> [Exercise directions]
Your job is to report every line of the entries that has "Result".

Saved data entries:
┌──

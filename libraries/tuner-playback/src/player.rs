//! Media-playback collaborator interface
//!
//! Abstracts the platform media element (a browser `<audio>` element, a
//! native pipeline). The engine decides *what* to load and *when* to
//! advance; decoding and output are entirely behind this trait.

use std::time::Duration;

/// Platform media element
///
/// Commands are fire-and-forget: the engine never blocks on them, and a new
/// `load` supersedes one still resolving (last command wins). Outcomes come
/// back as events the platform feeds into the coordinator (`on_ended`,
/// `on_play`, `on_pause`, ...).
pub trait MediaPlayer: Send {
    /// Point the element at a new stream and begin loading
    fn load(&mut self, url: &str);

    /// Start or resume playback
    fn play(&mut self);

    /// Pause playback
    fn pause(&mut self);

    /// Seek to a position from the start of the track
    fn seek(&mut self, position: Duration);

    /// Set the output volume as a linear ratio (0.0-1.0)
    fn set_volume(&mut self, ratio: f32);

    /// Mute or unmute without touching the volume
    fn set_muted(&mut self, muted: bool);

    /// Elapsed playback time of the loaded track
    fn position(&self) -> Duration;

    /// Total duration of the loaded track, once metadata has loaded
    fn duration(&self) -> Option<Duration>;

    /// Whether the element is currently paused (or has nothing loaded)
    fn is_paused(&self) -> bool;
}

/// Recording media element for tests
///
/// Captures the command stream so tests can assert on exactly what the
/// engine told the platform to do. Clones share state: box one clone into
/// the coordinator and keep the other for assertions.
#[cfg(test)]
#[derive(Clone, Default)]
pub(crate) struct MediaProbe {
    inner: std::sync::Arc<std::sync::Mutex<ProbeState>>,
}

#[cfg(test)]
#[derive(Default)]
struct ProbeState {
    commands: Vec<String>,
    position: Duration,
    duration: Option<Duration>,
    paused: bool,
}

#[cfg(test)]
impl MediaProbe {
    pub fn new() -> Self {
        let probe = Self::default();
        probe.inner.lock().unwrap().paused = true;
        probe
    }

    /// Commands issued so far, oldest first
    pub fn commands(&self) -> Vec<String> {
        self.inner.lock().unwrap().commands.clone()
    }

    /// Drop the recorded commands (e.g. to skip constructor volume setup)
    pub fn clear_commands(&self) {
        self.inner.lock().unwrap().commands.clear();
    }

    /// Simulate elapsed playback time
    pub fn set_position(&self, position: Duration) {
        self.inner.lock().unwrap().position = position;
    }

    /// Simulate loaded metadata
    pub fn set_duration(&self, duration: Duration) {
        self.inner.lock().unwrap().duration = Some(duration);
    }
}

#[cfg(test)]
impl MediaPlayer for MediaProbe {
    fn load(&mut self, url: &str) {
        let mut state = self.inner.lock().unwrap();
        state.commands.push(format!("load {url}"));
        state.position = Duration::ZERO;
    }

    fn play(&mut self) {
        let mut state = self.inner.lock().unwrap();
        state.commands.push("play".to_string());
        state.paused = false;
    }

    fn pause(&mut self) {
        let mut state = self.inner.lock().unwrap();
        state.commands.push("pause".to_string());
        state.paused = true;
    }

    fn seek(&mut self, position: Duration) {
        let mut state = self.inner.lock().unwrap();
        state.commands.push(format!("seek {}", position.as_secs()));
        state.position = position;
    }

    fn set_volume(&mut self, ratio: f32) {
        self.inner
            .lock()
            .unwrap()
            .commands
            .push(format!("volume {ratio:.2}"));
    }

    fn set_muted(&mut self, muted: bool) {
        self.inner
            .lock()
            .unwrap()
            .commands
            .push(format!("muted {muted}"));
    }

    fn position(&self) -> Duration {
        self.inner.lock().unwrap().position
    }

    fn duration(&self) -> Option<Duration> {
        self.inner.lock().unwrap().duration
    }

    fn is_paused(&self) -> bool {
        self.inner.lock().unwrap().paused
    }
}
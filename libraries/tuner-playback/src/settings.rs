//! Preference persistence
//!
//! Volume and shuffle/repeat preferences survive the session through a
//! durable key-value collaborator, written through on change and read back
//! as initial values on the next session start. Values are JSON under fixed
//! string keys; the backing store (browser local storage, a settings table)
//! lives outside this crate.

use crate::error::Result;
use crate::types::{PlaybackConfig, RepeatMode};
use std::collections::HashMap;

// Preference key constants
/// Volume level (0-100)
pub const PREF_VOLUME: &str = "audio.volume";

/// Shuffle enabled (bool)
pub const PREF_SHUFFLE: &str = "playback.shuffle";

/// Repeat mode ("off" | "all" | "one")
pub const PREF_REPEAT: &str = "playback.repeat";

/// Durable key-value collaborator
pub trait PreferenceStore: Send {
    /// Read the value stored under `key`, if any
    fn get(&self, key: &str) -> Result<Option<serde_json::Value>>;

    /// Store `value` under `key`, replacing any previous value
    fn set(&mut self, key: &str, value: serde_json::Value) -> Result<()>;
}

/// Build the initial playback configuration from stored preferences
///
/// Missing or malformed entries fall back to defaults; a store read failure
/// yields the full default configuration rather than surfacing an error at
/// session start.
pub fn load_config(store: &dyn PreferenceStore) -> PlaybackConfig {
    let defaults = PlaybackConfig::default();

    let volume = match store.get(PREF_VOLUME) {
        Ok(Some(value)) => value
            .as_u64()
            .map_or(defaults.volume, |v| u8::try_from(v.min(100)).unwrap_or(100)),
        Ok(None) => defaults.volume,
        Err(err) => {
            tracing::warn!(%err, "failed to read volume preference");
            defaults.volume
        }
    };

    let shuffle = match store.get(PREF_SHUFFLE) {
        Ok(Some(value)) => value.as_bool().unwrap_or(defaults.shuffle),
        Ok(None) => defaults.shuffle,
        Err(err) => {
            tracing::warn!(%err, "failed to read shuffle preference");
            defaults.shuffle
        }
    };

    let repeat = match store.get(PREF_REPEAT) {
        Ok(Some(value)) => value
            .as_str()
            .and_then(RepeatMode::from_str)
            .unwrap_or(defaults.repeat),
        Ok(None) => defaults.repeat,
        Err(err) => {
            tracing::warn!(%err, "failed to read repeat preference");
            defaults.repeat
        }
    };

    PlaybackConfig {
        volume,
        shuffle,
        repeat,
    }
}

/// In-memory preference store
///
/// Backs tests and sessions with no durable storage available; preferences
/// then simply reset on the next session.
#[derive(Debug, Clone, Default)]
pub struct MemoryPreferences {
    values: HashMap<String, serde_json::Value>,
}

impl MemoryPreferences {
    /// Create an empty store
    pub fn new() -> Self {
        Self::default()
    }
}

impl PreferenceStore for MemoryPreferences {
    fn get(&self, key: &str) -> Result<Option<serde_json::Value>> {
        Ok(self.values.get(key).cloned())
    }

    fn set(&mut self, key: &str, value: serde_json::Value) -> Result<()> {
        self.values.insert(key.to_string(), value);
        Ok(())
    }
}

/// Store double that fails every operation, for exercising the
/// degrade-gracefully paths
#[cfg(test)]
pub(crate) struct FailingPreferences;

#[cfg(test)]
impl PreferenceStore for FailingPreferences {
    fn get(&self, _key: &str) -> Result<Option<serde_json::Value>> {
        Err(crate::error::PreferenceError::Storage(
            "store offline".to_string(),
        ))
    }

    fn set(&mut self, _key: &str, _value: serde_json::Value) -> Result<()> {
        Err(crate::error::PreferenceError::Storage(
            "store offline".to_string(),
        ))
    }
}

└──

> [Output for this exercise]
use crate::error::Result;
    fn get(&self, key: &str) -> Result<Option<serde_json::Value>>;
    fn set(&mut self, key: &str, value: serde_json::Value) -> Result<()>;
    fn get(&self, key: &str) -> Result<Option<serde_json::Value>> {
    fn set(&mut self, key: &str, value: serde_json::Value) -> Result<()> {
    fn get(&self, _key: &str) -> Result<Option<serde_json::Value>> {
    fn set(&mut self, _key: &str, _value: serde_json::Value) -> Result<()> {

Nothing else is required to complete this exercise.